[Data for this exercise Boundary: Start]
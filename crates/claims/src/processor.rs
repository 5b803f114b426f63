// SPDX-License-Identifier: BUSL-1.1
// Copyright (c) 2026 Alfred Jean LLC

//! Processor specialised for claims
//!
//! Wraps an [`AsyncProcessor`] over a [`ClaimPriorityQueue`] and adds a
//! relationship pass over successfully processed claims.

use crate::claim::ClaimLike;
use crate::config::ClaimProcessorConfig;
use crate::error::ClaimError;
use crate::queue::ClaimPriorityQueue;
use std::collections::HashMap;
use std::ops::Deref;
use std::sync::{Arc, Mutex, MutexGuard};
use vf_core::{
    AsyncProcessor, Clock, IdGen, ProcessFn, ProcessingResult, ProcessingStatus,
    ProgressCallback, SystemClock, UuidIdGen,
};

/// `(item id, claim, result if it succeeded)`
pub type RelatedResult<T, R> = (String, T, Option<R>);

/// Claim processor; dereferences to the generic [`AsyncProcessor`] for
/// control and inspection (`pause`, `cancel`, `progress`, ...)
pub struct AsyncClaimProcessor<T, R, C = SystemClock, I = UuidIdGen> {
    processor: AsyncProcessor<T, R, C, I>,
    claims: ClaimPriorityQueue<T, R, C, I>,
    relationships: Arc<Mutex<HashMap<String, Vec<String>>>>,
}

impl<T, R> AsyncClaimProcessor<T, R, SystemClock, UuidIdGen>
where
    T: ClaimLike + Clone + Send + Sync + 'static,
    R: Clone + Send + Sync + 'static,
{
    pub fn new(
        func: impl ProcessFn<T, R> + 'static,
        config: ClaimProcessorConfig,
    ) -> Result<Self, ClaimError> {
        Self::with_deps(func, config, SystemClock, UuidIdGen)
    }
}

impl<T, R, C, I> AsyncClaimProcessor<T, R, C, I>
where
    T: ClaimLike + Clone + Send + Sync + 'static,
    R: Clone + Send + Sync + 'static,
    C: Clock + 'static,
    I: IdGen + 'static,
{
    pub fn with_deps(
        func: impl ProcessFn<T, R> + 'static,
        config: ClaimProcessorConfig,
        clock: C,
        id_gen: I,
    ) -> Result<Self, ClaimError> {
        config.validate()?;
        let claims = ClaimPriorityQueue::with_deps(config.queue.clone(), clock, id_gen)?;
        let processor = AsyncProcessor::with_queue(
            func,
            config.processor_config(),
            Arc::clone(claims.queue()),
        )?;
        Ok(Self {
            processor,
            claims,
            relationships: Arc::new(Mutex::new(HashMap::new())),
        })
    }

    /// Replace the similarity used for related-claim lookups and the
    /// relationship pass
    pub fn with_similarity(mut self, f: impl Fn(&str, &str) -> f64 + Send + Sync + 'static) -> Self {
        self.claims = self.claims.with_similarity(f);
        self
    }

    pub fn processor(&self) -> &AsyncProcessor<T, R, C, I> {
        &self.processor
    }

    pub fn claim_queue(&self) -> &ClaimPriorityQueue<T, R, C, I> {
        &self.claims
    }

    /// Process claims after checking every one against the
    /// check-worthiness floor; nothing is enqueued if any claim fails it
    pub async fn process_items(
        &self,
        items: Vec<T>,
        callback: Option<ProgressCallback>,
    ) -> Result<Vec<ProcessingResult<T, R>>, ClaimError> {
        self.ensure_check_worthy(&items)?;
        Ok(self.processor.process_items(items, callback).await?)
    }

    /// Detached form of [`Self::process_items`]
    pub fn start(
        &self,
        items: Vec<T>,
        callback: Option<ProgressCallback>,
    ) -> Result<Vec<String>, ClaimError> {
        self.ensure_check_worthy(&items)?;
        Ok(self.processor.start(items, callback)?)
    }

    pub async fn wait(&self) -> ProcessingStatus {
        self.processor.wait().await
    }

    fn ensure_check_worthy(&self, items: &[T]) -> Result<(), ClaimError> {
        items
            .iter()
            .try_for_each(|claim| self.claims.ensure_check_worthy(claim))
    }

    /// The value a claim produced, if it was processed successfully
    pub fn get_claim_result(&self, id: &str) -> Option<R> {
        self.processor
            .get_result(id)
            .filter(|result| result.success)
            .and_then(|result| result.result)
    }

    /// Link every pair of successful results whose claim texts are more
    /// similar than the relation threshold; returns the number of pairs
    ///
    /// Replaces any relationships recorded by an earlier pass.
    pub fn set_result_relationships(&self) -> usize {
        let results = self.processor.get_results();
        let mut successful: Vec<_> = results.values().filter(|result| result.success).collect();
        successful.sort_by(|a, b| a.item_id.cmp(&b.item_id));

        let threshold = self.claims.settings().relation_threshold;
        let mut relationships: HashMap<String, Vec<String>> = HashMap::new();
        let mut pairs = 0;
        for (i, left) in successful.iter().enumerate() {
            for right in &successful[i + 1..] {
                if self.claims.similarity(left.item.text(), right.item.text()) <= threshold {
                    continue;
                }
                relationships
                    .entry(left.item_id.clone())
                    .or_default()
                    .push(right.item_id.clone());
                relationships
                    .entry(right.item_id.clone())
                    .or_default()
                    .push(left.item_id.clone());
                pairs += 1;
            }
        }

        tracing::info!(
            relationships = pairs,
            claims = relationships.len(),
            "claim relationships established"
        );
        *self.lock_relationships() = relationships;
        pairs
    }

    /// Claims linked to `id` by the last [`Self::set_result_relationships`]
    pub fn get_claim_relationships(&self, id: &str) -> Vec<RelatedResult<T, R>> {
        let related = self
            .lock_relationships()
            .get(id)
            .cloned()
            .unwrap_or_default();
        related
            .into_iter()
            .filter_map(|related_id| {
                let result = self.processor.get_result(&related_id)?;
                let value = if result.success { result.result } else { None };
                Some((related_id, result.item, value))
            })
            .collect()
    }

    /// Queue-level related claims, with their results where available
    pub fn get_related_claims(&self, claim: &T) -> Vec<RelatedResult<T, R>> {
        self.claims
            .get_related_claims(claim)
            .into_iter()
            .map(|(id, item)| {
                let value = self.get_claim_result(&id);
                (id, item, value)
            })
            .collect()
    }

    fn lock_relationships(&self) -> MutexGuard<'_, HashMap<String, Vec<String>>> {
        self.relationships.lock().unwrap_or_else(|e| e.into_inner())
    }
}

impl<T, R, C, I> Deref for AsyncClaimProcessor<T, R, C, I> {
    type Target = AsyncProcessor<T, R, C, I>;

    fn deref(&self) -> &Self::Target {
        &self.processor
    }
}

impl<T, R, C, I> Clone for AsyncClaimProcessor<T, R, C, I> {
    fn clone(&self) -> Self {
        Self {
            processor: self.processor.clone(),
            claims: self.claims.clone(),
            relationships: Arc::clone(&self.relationships),
        }
    }
}

#[cfg(test)]
#[path = "processor_tests.rs"]
mod tests;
[Data for this exercise Boundary: End]
Repeat the records exactly, including every line.

### Task solution
filename crates/claims/src/processor.rs
repository 5b803f114b426f63
// SPDX-License-Identifier: BUSL-1.1
// Copyright (c) 2026 Alfred Jean LLC

//! Processor specialised for claims
//!
//! Wraps an [`AsyncProcessor`] over a [`ClaimPriorityQueue`] and adds a
//! relationship pass over successfully processed claims.

use crate::claim::ClaimLike;
use crate::config::ClaimProcessorConfig;
use crate::error::ClaimError;
use crate::queue::ClaimPriorityQueue;
use std::collections::HashMap;
use std::ops::Deref;
use std::sync::{Arc, Mutex, MutexGuard};
use vf_core::{
    AsyncProcessor, Clock, IdGen, ProcessFn, ProcessingResult, ProcessingStatus,
    ProgressCallback, SystemClock, UuidIdGen,
};

/// `(item id, claim, result if it succeeded)`
pub type RelatedResult<T, R> = (String, T, Option<R>);

/// Claim processor; dereferences to the generic [`AsyncProcessor`] for
/// control and inspection (`pause`, `cancel`, `progress`, ...)
pub struct AsyncClaimProcessor<T, R, C = SystemClock, I = UuidIdGen> {
    processor: AsyncProcessor<T, R, C, I>,
    claims: ClaimPriorityQueue<T, R, C, I>,
    relationships: Arc<Mutex<HashMap<String, Vec<String>>>>,
}

impl<T, R> AsyncClaimProcessor<T, R, SystemClock, UuidIdGen>
where
    T: ClaimLike + Clone + Send + Sync + 'static,
    R: Clone + Send + Sync + 'static,
{
    pub fn new(
        func: impl ProcessFn<T, R> + 'static,
        config: ClaimProcessorConfig,
    ) -> Result<Self, ClaimError> {
        Self::with_deps(func, config, SystemClock, UuidIdGen)
    }
}

impl<T, R, C, I> AsyncClaimProcessor<T, R, C, I>
where
    T: ClaimLike + Clone + Send + Sync + 'static,
    R: Clone + Send + Sync + 'static,
    C: Clock + 'static,
    I: IdGen + 'static,
{
    pub fn with_deps(
        func: impl ProcessFn<T, R> + 'static,
        config: ClaimProcessorConfig,
        clock: C,
        id_gen: I,
    ) -> Result<Self, ClaimError> {
        config.validate()?;
        let claims = ClaimPriorityQueue::with_deps(config.queue.clone(), clock, id_gen)?;
        let processor = AsyncProcessor::with_queue(
            func,
            config.processor_config(),
            Arc::clone(claims.queue()),
        )?;
        Ok(Self {
            processor,
            claims,
            relationships: Arc::new(Mutex::new(HashMap::new())),
        })
    }

    /// Replace the similarity used for related-claim lookups and the
    /// relationship pass
    pub fn with_similarity(mut self, f: impl Fn(&str, &str) -> f64 + Send + Sync + 'static) -> Self {
        self.claims = self.claims.with_similarity(f);
        self
    }

    pub fn processor(&self) -> &AsyncProcessor<T, R, C, I> {
        &self.processor
    }

    pub fn claim_queue(&self) -> &ClaimPriorityQueue<T, R, C, I> {
        &self.claims
    }

    /// Process claims after checking every one against the
    /// check-worthiness floor; nothing is enqueued if any claim fails it
    pub async fn process_items(
        &self,
        items: Vec<T>,
        callback: Option<ProgressCallback>,
    ) -> Result<Vec<ProcessingResult<T, R>>, ClaimError> {
        self.ensure_check_worthy(&items)?;
        Ok(self.processor.process_items(items, callback).await?)
    }

    /// Detached form of [`Self::process_items`]
    pub fn start(
        &self,
        items: Vec<T>,
        callback: Option<ProgressCallback>,
    ) -> Result<Vec<String>, ClaimError> {
        self.ensure_check_worthy(&items)?;
        Ok(self.processor.start(items, callback)?)
    }

    pub async fn wait(&self) -> ProcessingStatus {
        self.processor.wait().await
    }

    fn ensure_check_worthy(&self, items: &[T]) -> Result<(), ClaimError> {
        items
            .iter()
            .try_for_each(|claim| self.claims.ensure_check_worthy(claim))
    }

    /// The value a claim produced, if it was processed successfully
    pub fn get_claim_result(&self, id: &str) -> Option<R> {
        self.processor
            .get_result(id)
            .filter(|result| result.success)
            .and_then(|result| result.result)
    }

    /// Link every pair of successful results whose claim texts are more
    /// similar than the relation threshold; returns the number of pairs
    ///
    /// Replaces any relationships recorded by an earlier pass.
    pub fn set_result_relationships(&self) -> usize {
        let results = self.processor.get_results();
        let mut successful: Vec<_> = results.values().filter(|result| result.success).collect();
        successful.sort_by(|a, b| a.item_id.cmp(&b.item_id));

        let threshold = self.claims.settings().relation_threshold;
        let mut relationships: HashMap<String, Vec<String>> = HashMap::new();
        let mut pairs = 0;
        for (i, left) in successful.iter().enumerate() {
            for right in &successful[i + 1..] {
                if self.claims.similarity(left.item.text(), right.item.text()) <= threshold {
                    continue;
                }
                relationships
                    .entry(left.item_id.clone())
                    .or_default()
                    .push(right.item_id.clone());
                relationships
                    .entry(right.item_id.clone())
                    .or_default()
                    .push(left.item_id.clone());
                pairs += 1;
            }
        }

        tracing::info!(
            relationships = pairs,
            claims = relationships.len(),
            "claim relationships established"
        );
        *self.lock_relationships() = relationships;
        pairs
    }

    /// Claims linked to `id` by the last [`Self::set_result_relationships`]
    pub fn get_claim_relationships(&self, id: &str) -> Vec<RelatedResult<T, R>> {
        let related = self
            .lock_relationships()
            .get(id)
            .cloned()
            .unwrap_or_default();
        related
            .into_iter()
            .filter_map(|related_id| {
                let result = self.processor.get_result(&related_id)?;
                let value = if result.success { result.result } else { None };
                Some((related_id, result.item, value))
            })
            .collect()
    }

    /// Queue-level related claims, with their results where available
    pub fn get_related_claims(&self, claim: &T) -> Vec<RelatedResult<T, R>> {
        self.claims
            .get_related_claims(claim)
            .into_iter()
            .map(|(id, item)| {
                let value = self.get_claim_result(&id);
                (id, item, value)
            })
            .collect()
    }

    fn lock_relationships(&self) -> MutexGuard<'_, HashMap<String, Vec<String>>> {
        self.relationships.lock().unwrap_or_else(|e| e.into_inner())
    }
}

impl<T, R, C, I> Deref for AsyncClaimProcessor<T, R, C, I> {
    type Target = AsyncProcessor<T, R, C, I>;

    fn deref(&self) -> &Self::Target {
        &self.processor
    }
}

impl<T, R, C, I> Clone for AsyncClaimProcessor<T, R, C, I> {
    fn clone(&self) -> Self {
        Self {
            processor: self.processor.clone(),
            claims: self.claims.clone(),
            relationships: Arc::clone(&self.relationships),
        }
    }
}

#[cfg(test)]
#[path = "processor_tests.rs"]
mod tests;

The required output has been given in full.